COVID-19 vaccine advertising campaign to target 'specific fears' - Sydney Morning Herald
University of Sydney vaccine hesitancy expert Julie Leask said targeted messaging was vital, especially for demographics that might be susceptible to anti-vaccination messaging from "influencers" on social media platforms such as Facebook and Instagram.
The government intends to start vaccinating people from mid to late February, pending Therapeutic Goods Administration approvals, and is aiming to have at least half the population covered by the middle of the year.

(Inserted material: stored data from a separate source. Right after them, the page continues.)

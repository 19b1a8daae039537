//! End-to-end orchestrator tests against a mock CDN and time endpoint.

use std::sync::Arc;
use std::time::Duration;

use keyring_core::abi::encode_create_credential;
use keyring_core::bigint::to_decimal;
use keyring_core::{
    ArtifactUrls, EvmAddress, KeyringZkpgConfig, KeyringZkpgConfigOverrides, KeyringZkpgInput,
    Policy, PublicKeySchema, RegimeKeySchema,
};
use keyring_crypto::{BabyJubJub, CryptoError, EcCryptoSuite, RsaPrivateKey};
use keyring_zkpg::{
    KeyringZkpg, KeyringZkpgOptions, MockProvingBackend, ProvingBackend, ZkpgError, ZkpgStatus,
};
use num_bigint::BigUint;
use wiremock::matchers::{method, path};
use wiremock::{Mock, MockServer, ResponseTemplate};

/// `Tue, 14 Nov 2023 22:13:20 GMT` in unix seconds.
const SERVER_SECS: u64 = 1_700_000_000;
const SERVER_DATE: &str = "Tue, 14 Nov 2023 22:13:20 GMT";

fn issuer() -> RsaPrivateKey {
    let p = (BigUint::from(1u8) << 61) - 1u8;
    let q = (BigUint::from(1u8) << 89) - 1u8;
    RsaPrivateKey::from_primes(&p, &q, BigUint::from(65_537u32)).unwrap()
}

fn policy(issuer: &RsaPrivateKey) -> Policy {
    let regime = BabyJubJub::new().base_point();
    Policy {
        id: 7,
        onchain_id: None,
        name: "Connect".into(),
        duration: 3600,
        cost: Some(100),
        costs: None,
        public_key: Some(PublicKeySchema {
            n: to_decimal(issuer.public_key().modulus()),
            e: "65537".into(),
        }),
        regime_key: Some(RegimeKeySchema {
            x: regime.x.to_string(),
            y: regime.y.to_string(),
        }),
        policy_type: None,
    }
}

fn input(issuer: &RsaPrivateKey) -> KeyringZkpgInput {
    KeyringZkpgInput {
        trading_wallet: EvmAddress::new("0xABC0000000000000000000000000000000000123").unwrap(),
        policy: policy(issuer),
        chain_id: 1,
    }
}

fn urls(server: &MockServer) -> ArtifactUrls {
    KeyringZkpgConfig::local_mock(&server.uri()).zk_artifacts
}

/// Mount the three artifacts, each expected exactly `times` times.
async fn mount_artifacts(server: &MockServer, times: u64) {
    mount_artifacts_expecting(server, [times; 3]).await;
}

/// Mount z-key, wasm and symbol map with per-file expectations.
async fn mount_artifacts_expecting(server: &MockServer, times: [u64; 3]) {
    let files = [
        (
            "/AuthorisationConstruction.01.zKey",
            ResponseTemplate::new(200).set_body_bytes(b"zkey-bytes".to_vec()),
        ),
        (
            "/AuthorisationConstruction.wasm",
            ResponseTemplate::new(200).set_body_bytes(b"\0asm".to_vec()),
        ),
        (
            "/AuthorisationConstruction.public.sym.json",
            ResponseTemplate::new(200)
                .set_body_json(serde_json::json!({"main.blindedMessage": 1})),
        ),
    ];
    for ((file, response), times) in files.into_iter().zip(times) {
        Mock::given(method("GET"))
            .and(path(file))
            .respond_with(response)
            .expect(times)
            .mount(server)
            .await;
    }
}

async fn mount_time(server: &MockServer) {
    Mock::given(method("GET"))
        .and(path("/api/v1/policies/public"))
        .respond_with(
            ResponseTemplate::new(200)
                .insert_header("Date", SERVER_DATE)
                .set_body_json(serde_json::json!([])),
        )
        .mount(server)
        .await;
}

fn zkpg(
    server: &MockServer,
    cache: &std::path::Path,
    backend: Arc<dyn ProvingBackend>,
) -> KeyringZkpg {
    KeyringZkpg::new(
        Arc::new(BabyJubJub::new()),
        backend,
        KeyringZkpgOptions {
            cache_dir: Some(cache.to_path_buf()),
            config: KeyringZkpgConfigOverrides {
                server_time_endpoint: Some(format!("{}/api/v1/policies/public", server.uri())),
                zk_artifacts: Some(urls(server)),
                time_buffer_ms: None,
            },
            ..Default::default()
        },
    )
}

#[tokio::test]
async fn connect_policy_scenario_produces_verified_calldata() {
    let server = MockServer::start().await;
    mount_artifacts(&server, 1).await;
    mount_time(&server).await;
    let cache = tempfile::tempdir().unwrap();
    let zkpg = zkpg(&server, cache.path(), Arc::new(MockProvingBackend::new()));
    let issuer = issuer();
    let input = input(&issuer);

    let output = zkpg.generate_proof(&input).await.unwrap();
    assert_eq!(zkpg.status(), ZkpgStatus::ProofsReady);
    assert!(!output.public_signals.is_empty());
    assert_eq!(output.public_signals[0], output.blinded_message());
    assert!(output.proof.pi_a.iter().all(|c| c.starts_with("0x")));
    assert_eq!(output.proof.pi_b.len(), 3);

    let blinded_sig = issuer.sign(output.witness.blinded_message());
    let calldata = zkpg
        .create_credential_update_calldata(&to_decimal(blinded_sig.value()), &input, &output)
        .unwrap();
    assert_eq!(calldata.valid_until, SERVER_SECS + 3600);
    assert_eq!(calldata.cost, 100);
    assert_eq!(calldata.policy_id, 7);
    assert_eq!(calldata.chain_id, 1);
    assert_eq!(calldata.trader, input.trading_wallet);
    assert_eq!(calldata.key, issuer.public_key().modulus_hex());
    assert_eq!(calldata.signature.len(), 2 + 2 * issuer.public_key().byte_len());
    assert_eq!(calldata.backdoor.len(), 2 + 2 * 5 * 128);

    let tx = encode_create_credential(&calldata).unwrap();
    assert!(tx.starts_with("0x"));
}

#[tokio::test]
async fn concurrent_proofs_share_one_download() {
    let server = MockServer::start().await;
    mount_artifacts(&server, 1).await;
    mount_time(&server).await;
    let cache = tempfile::tempdir().unwrap();
    let zkpg = zkpg(&server, cache.path(), Arc::new(MockProvingBackend::new()));
    let issuer = issuer();
    let input = input(&issuer);

    let (prefetch, a, b) = tokio::join!(
        zkpg.prefetch(),
        zkpg.generate_proof(&input),
        zkpg.generate_proof(&input)
    );
    prefetch.unwrap();
    let (a, b) = (a.unwrap(), b.unwrap());
    assert_ne!(a.blinded_message(), b.blinded_message());
    assert_eq!(zkpg.download_batches(), 1);
    assert_eq!(zkpg.status(), ZkpgStatus::ProofsReady);
}

#[tokio::test]
async fn cached_artifacts_survive_a_new_instance() {
    let server = MockServer::start().await;
    mount_artifacts(&server, 1).await;
    mount_time(&server).await;
    let cache = tempfile::tempdir().unwrap();
    let backend: Arc<dyn ProvingBackend> = Arc::new(MockProvingBackend::new());

    zkpg(&server, cache.path(), backend.clone()).prefetch().await.unwrap();
    let second = zkpg(&server, cache.path(), backend);
    second.prefetch().await.unwrap();
    assert_eq!(second.download_batches(), 0);
    assert_eq!(second.status(), ZkpgStatus::Idle);
}

#[tokio::test]
async fn cleanup_cancels_fetch_and_next_proof_refetches() {
    let server = MockServer::start().await;
    // The first z-key request hangs long enough to be cancelled.
    Mock::given(method("GET"))
        .and(path("/AuthorisationConstruction.01.zKey"))
        .respond_with(ResponseTemplate::new(200).set_delay(Duration::from_secs(30)))
        .up_to_n_times(1)
        .mount(&server)
        .await;
    // Wasm and symbol map are fetched by both attempts.
    mount_artifacts_expecting(&server, [1, 2, 2]).await;
    mount_time(&server).await;
    let cache = tempfile::tempdir().unwrap();
    let zkpg = Arc::new(zkpg(&server, cache.path(), Arc::new(MockProvingBackend::new())));

    let pending = tokio::spawn({
        let zkpg = zkpg.clone();
        async move { zkpg.prefetch().await }
    });
    tokio::time::sleep(Duration::from_millis(200)).await;
    assert_eq!(zkpg.status(), ZkpgStatus::PrefetchingFiles);

    zkpg.cleanup();
    assert_eq!(zkpg.status(), ZkpgStatus::Idle);
    let err = pending.await.unwrap().unwrap_err();
    assert!(err.to_string().contains("cancelled"));
    assert_eq!(zkpg.status(), ZkpgStatus::Idle);

    let issuer = issuer();
    zkpg.generate_proof(&input(&issuer)).await.unwrap();
    assert_eq!(zkpg.download_batches(), 2);
}

#[tokio::test]
async fn failing_artifact_fails_the_batch_and_stores_nothing() {
    let server = MockServer::start().await;
    Mock::given(method("GET"))
        .and(path("/AuthorisationConstruction.wasm"))
        .respond_with(ResponseTemplate::new(503))
        .mount(&server)
        .await;
    Mock::given(method("GET"))
        .respond_with(ResponseTemplate::new(200).set_body_json(serde_json::json!({})))
        .mount(&server)
        .await;
    let cache = tempfile::tempdir().unwrap();
    let zkpg = zkpg(&server, cache.path(), Arc::new(MockProvingBackend::new()));

    let err = zkpg.prefetch().await.unwrap_err();
    assert!(matches!(err, ZkpgError::Artifacts(_)));
    assert!(err.to_string().contains("HTTP 503"));
    assert!(zkpg.status().is_error());
    assert_eq!(zkpg.storage().get_artifact().await.unwrap(), None);

    let issuer = issuer();
    let err = zkpg.generate_proof(&input(&issuer)).await.unwrap_err();
    assert!(matches!(err, ZkpgError::Artifacts(_)));
    assert!(zkpg.status().is_error());
}

#[tokio::test]
async fn mismatched_signature_is_rejected() {
    let server = MockServer::start().await;
    mount_artifacts(&server, 1).await;
    mount_time(&server).await;
    let cache = tempfile::tempdir().unwrap();
    let zkpg = zkpg(&server, cache.path(), Arc::new(MockProvingBackend::new()));
    let issuer = issuer();
    let input = input(&issuer);
    let output = zkpg.generate_proof(&input).await.unwrap();

    // Signature over a different message.
    let other = issuer.public_key().reduce(&BigUint::from(12_345u32));
    let wrong = issuer.sign(&other);
    let err = zkpg
        .create_credential_update_calldata(&to_decimal(wrong.value()), &input, &output)
        .unwrap_err();
    assert!(matches!(err, ZkpgError::InvalidBlindedSignature));
    assert_eq!(err.to_string(), "Invalid blinded signature");

    let err = zkpg
        .create_credential_update_calldata("not-a-number", &input, &output)
        .unwrap_err();
    assert!(matches!(err, ZkpgError::Validation(_)));

    let mut other_input = input.clone();
    other_input.chain_id = 137;
    let sig = issuer.sign(output.witness.blinded_message());
    let err = zkpg
        .create_credential_update_calldata(&to_decimal(sig.value()), &other_input, &output)
        .unwrap_err();
    assert!(matches!(err, ZkpgError::OutputMismatch(_)));
}

#[tokio::test]
async fn wallet_spelling_does_not_matter_for_calldata() {
    let server = MockServer::start().await;
    mount_artifacts(&server, 1).await;
    mount_time(&server).await;
    let cache = tempfile::tempdir().unwrap();
    let zkpg = zkpg(&server, cache.path(), Arc::new(MockProvingBackend::new()));
    let issuer = issuer();

    let mut checksummed = input(&issuer);
    checksummed.trading_wallet =
        EvmAddress::new("0x5aAeb6053F3E94C9b9A09f33669435E7Ef1BeAed").unwrap();
    let output = zkpg.generate_proof(&checksummed).await.unwrap();

    let mut lowercase = checksummed.clone();
    lowercase.trading_wallet =
        EvmAddress::new("0x5aaeb6053f3e94c9b9a09f33669435e7ef1beaed").unwrap();
    let sig = issuer.sign(output.witness.blinded_message());
    let calldata = zkpg
        .create_credential_update_calldata(&to_decimal(sig.value()), &lowercase, &output)
        .unwrap();
    assert_eq!(calldata.trader, lowercase.trading_wallet);
    assert_eq!(calldata.trader.as_str(), checksummed.trading_wallet.as_str());
}

#[tokio::test]
async fn off_curve_regime_key_fails_before_any_download() {
    let server = MockServer::start().await;
    mount_artifacts(&server, 0).await;
    mount_time(&server).await;
    let cache = tempfile::tempdir().unwrap();
    let zkpg = zkpg(&server, cache.path(), Arc::new(MockProvingBackend::new()));
    let issuer = issuer();

    let mut off_curve = input(&issuer);
    off_curve.policy.regime_key = Some(RegimeKeySchema {
        x: "1".into(),
        y: "2".into(),
    });
    let err = zkpg.generate_proof(&off_curve).await.unwrap_err();
    assert!(matches!(err, ZkpgError::Crypto(CryptoError::InvalidPoint(_))));
    assert!(zkpg.status().is_error());
    assert_eq!(zkpg.download_batches(), 0);
}

#[tokio::test]
async fn empty_prover_output_is_an_error() {
    let server = MockServer::start().await;
    mount_artifacts(&server, 1).await;
    mount_time(&server).await;
    let cache = tempfile::tempdir().unwrap();
    let zkpg = zkpg(&server, cache.path(), Arc::new(MockProvingBackend::empty()));
    let issuer = issuer();

    let err = zkpg.generate_proof(&input(&issuer)).await.unwrap_err();
    assert!(matches!(err, ZkpgError::EmptyProof));
    assert_eq!(
        zkpg.status(),
        ZkpgStatus::Error {
            reason: "failed to generate circuit proof".into()
        }
    );
}

#[tokio::test]
async fn invalid_input_is_rejected_before_any_download() {
    let server = MockServer::start().await;
    mount_artifacts(&server, 0).await;
    let cache = tempfile::tempdir().unwrap();
    let zkpg = zkpg(&server, cache.path(), Arc::new(MockProvingBackend::new()));
    let issuer = issuer();

    let mut no_key = input(&issuer);
    no_key.policy.public_key = None;
    assert!(matches!(
        zkpg.generate_proof(&no_key).await.unwrap_err(),
        ZkpgError::Validation(_)
    ));

    let mut wrong_chain = input(&issuer);
    wrong_chain.policy.cost = None;
    assert!(matches!(
        zkpg.generate_proof(&wrong_chain).await.unwrap_err(),
        ZkpgError::UnsupportedChain { policy_id: 7, chain_id: 1 }
    ));
    assert!(zkpg.status().is_error());
}

#[tokio::test]
async fn local_time_skips_the_time_endpoint() {
    let server = MockServer::start().await;
    mount_artifacts(&server, 1).await;
    Mock::given(method("GET"))
        .and(path("/api/v1/policies/public"))
        .respond_with(ResponseTemplate::new(200))
        .expect(0)
        .mount(&server)
        .await;
    let cache = tempfile::tempdir().unwrap();
    let zkpg = KeyringZkpg::new(
        Arc::new(BabyJubJub::new()),
        Arc::new(MockProvingBackend::new()),
        KeyringZkpgOptions {
            use_local_time: true,
            cache_dir: Some(cache.path().to_path_buf()),
            config: KeyringZkpgConfigOverrides {
                server_time_endpoint: Some(format!("{}/api/v1/policies/public", server.uri())),
                zk_artifacts: Some(urls(&server)),
                time_buffer_ms: Some(60_000),
            },
            ..Default::default()
        },
    );
    let issuer = issuer();
    let before = keyring_core::temporal::now_ms() / 1000;
    let output = zkpg.generate_proof(&input(&issuer)).await.unwrap();
    let valid_until = output.witness.message().valid_until;
    assert!(valid_until <= before + 3600 - 59);
    assert!(valid_until >= before + 3600 - 62);
}

#[test]
fn first_instance_wins() {
    let cache = tempfile::tempdir().unwrap();
    let options = |debug| KeyringZkpgOptions {
        debug,
        cache_dir: Some(cache.path().to_path_buf()),
        ..Default::default()
    };
    let a = KeyringZkpg::get_instance(
        Arc::new(BabyJubJub::new()),
        Arc::new(MockProvingBackend::new()),
        options(false),
    );
    let b = KeyringZkpg::get_instance(
        Arc::new(BabyJubJub::new()),
        Arc::new(MockProvingBackend::empty()),
        options(true),
    );
    assert!(Arc::ptr_eq(&a, &b));
    assert_eq!(a.storage().root(), cache.path());
}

Federal Health Minister Greg Hunt said the $24 million campaign would use social and traditional media to make sure Australians felt confidence in the vaccine. He understood women who were pregnant, trying to conceive or who had young families were likely to have many questions about the vaccines and said the government would target this cohort.
"The Department of Health invests in understanding community concerns, and is developing information and communication to meet the needs of the community, including pregnant women and young families," Mr Hunt said. "This will be based on the expert medical advice."
The research also cautioned that the dropping number of coronavirus cases in Australia was linked to a fall in how concerned people were about the pandemic, which "has the potential to erode motivation to take up the vaccine". The research was done before the outbreak of cases on Sydney's northern beaches.
Mr Hunt said "a very detailed information program" was in the works to make sure everyone understood how the vaccine worked and would keep them and their family safe.
"Australia is a vaccination nation," Mr Hunt said. "We are confident, given Australia's high vaccination coverage rates, Australians will take up a safe and effective COVID-19 vaccine in equally high numbers."
Other ads are being tailored for multicultural and Indigenous communities. A special committee involving multicultural community leaders is working to make sure the messages are appropriate and use the right communication channels. State and federal governments have come under fire over the past year for providing poorly translated or nonsensical information in languages other than English.
Professor Leask said governments had a tendency to "pay an advertising company a lot of money to put out basic, one-size-fits-all messages" and it was vital that did not happen with the vaccine.
"That one-size-fits-all, only in English, only to an assumed white audience is not going to work and it will fail and then you will have the problem of people not being willing to take up the vaccine in other groups because they haven't been engaged with early," she said.
Social influence was a key component of whether people were hesitant or resistant to taking vaccines, Professor Leask said.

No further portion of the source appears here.